La “tregua” israeliana e i mancati aiuti

Gli aiuti non entrano, i bombardamenti riprendono...

Gli aiuti non entrano in Palestina. La realtà è questa: non entrano né cibo, né tende. I prezzi sono alle stelle, gli ospedali al collasso, spesso mancano farmaci.

La situazione attuale vede la Striscia di Gaza divisa in due: la parte orientale controllata da Israele e costituisce circa il 58% del territorio, la restante parte occidentale resta sotto il controllo di Hamas.

Israele, intanto, ha votato per annettersi West Bank, cioè la Cisgiordania. Secondo fonti egiziane, la delegazione egiziana ha lasciato Israele senza una risoluzione con le autorità palestinesi coinvolte nel futuro di Gaza.

E gli aiuti?
Israele aveva annunciato che non avrebbe riaperto Rafah fino a quando Hamas non avesse restituito tutti i corpi: crudele scusa per poter continuare ad affamare i gazawi. Oggi entrano meno di 200 camion e quelli con aiuti effettivi sono meno di 30, per una popolazione di circa due milioni di persone.

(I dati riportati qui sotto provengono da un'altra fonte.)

use std::ops::Range;

/// One `NAME(arguments)` occurrence in header text.
#[derive(Debug, Clone, PartialEq, Eq)]
pub struct Invocation {
    /// From the first byte of the name through the closing `)`.
    pub span: Range<usize>,
    pub arguments: Range<usize>,
}

/// Finds occurrences of one macro name as a whole word.
pub struct MacroScanner<'a> {
    name: &'a str,
}

impl<'a> MacroScanner<'a> {
    pub fn new(name: &'a str) -> Self {
        Self { name }
    }

    /// Every whole-word occurrence of the name.
    pub fn words(
        &self,
        text: &str,
    ) -> Vec<Range<usize>> {
        if self.name.is_empty() {
            return Vec::new();
        }
        text.match_indices(self.name)
            .map(|(start, _)| start..start + self.name.len())
            .filter(|range| {
                let before = text[..range.start].chars().next_back();
                let after = text[range.end..].chars().next();
                !before.is_some_and(is_ident_char) && !after.is_some_and(is_ident_char)
            })
            .collect()
    }

    /// Every `NAME(...)` invocation. The argument list ends at the first `)`;
    /// nested parentheses are not supported. `Err` carries the offset of an
    /// invocation with no closing `)`.
    pub fn invocations(
        &self,
        text: &str,
    ) -> Result<Vec<Invocation>, usize> {
        let mut found = Vec::new();
        for (start, open) in self.calls(text) {
            let Some(close) = text[open + 1..].find(')') else {
                return Err(start);
            };
            let close = open + 1 + close;
            found.push(Invocation {
                span: start..close + 1,
                arguments: open + 1..close,
            });
        }
        Ok(found)
    }

    /// From each `NAME(` to the end of its line, newline excluded.
    pub fn line_extents(
        &self,
        text: &str,
    ) -> Vec<Range<usize>> {
        self.calls(text)
            .into_iter()
            .map(|(start, _)| {
                let end = text[start..].find('\n').map(|idx| start + idx).unwrap_or(text.len());
                start..end
            })
            .collect()
    }

    /// `(name start, offset of '(')` for each call-shaped occurrence.
    fn calls(
        &self,
        text: &str,
    ) -> Vec<(usize, usize)> {
        self.words(text)
            .into_iter()
            .filter_map(|range| {
                let rest = &text[range.end..];
                let gap = rest.len() - rest.trim_start_matches([' ', '\t']).len();
                rest[gap..].starts_with('(').then_some((range.start, range.end + gap))
            })
            .collect()
    }
}

fn is_ident_char(c: char) -> bool {
    c.is_ascii_alphanumeric() || c == '_'
}

/// Blank out `range`, keeping newlines and byte offsets so line numbers in
/// the erased text still match the original header.
pub fn erase(
    text: &mut String,
    range: Range<usize>,
) {
    let replacement: String = text[range.clone()]
        .chars()
        .flat_map(|c| {
            let (fill, width) = if c == '\n' { ('\n', 1) } else { (' ', c.len_utf8()) };
            std::iter::repeat_n(fill, width)
        })
        .collect();
    text.replace_range(range, &replacement);
}

/// Erase ranges found in one pass over the text. Overlaps are harmless
/// since erasing keeps offsets stable.
pub fn erase_all(
    text: &mut String,
    ranges: impl IntoIterator<Item = Range<usize>>,
) {
    for range in ranges {
        erase(text, range);
    }
}

#[cfg(test)]
#[path = "../../tests/src/macros/scanner_tests.rs"]
mod tests;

Nei messaggi audio, intanto, continuano a sentirsi incursioni aeree e ambulanze.

C’è una nota positiva, in tutta questa miseria: i dipendenti di Leonardo, l’azienda italiana che produce armi (e le invia a Israele), hanno sottoscritto un appello per bloccare l’invio di armi in Israele.

Come vive la popolazione tutto ciò? Per avere un’idea, oggi una famiglia mangerà pollo “dopo due anni di riso, lenticchie, riso e lenticchie“.
Festeggiare per un pollo: ecco l’esatta misura della tragedia umanitaria che continua a consumarsi a Gaza.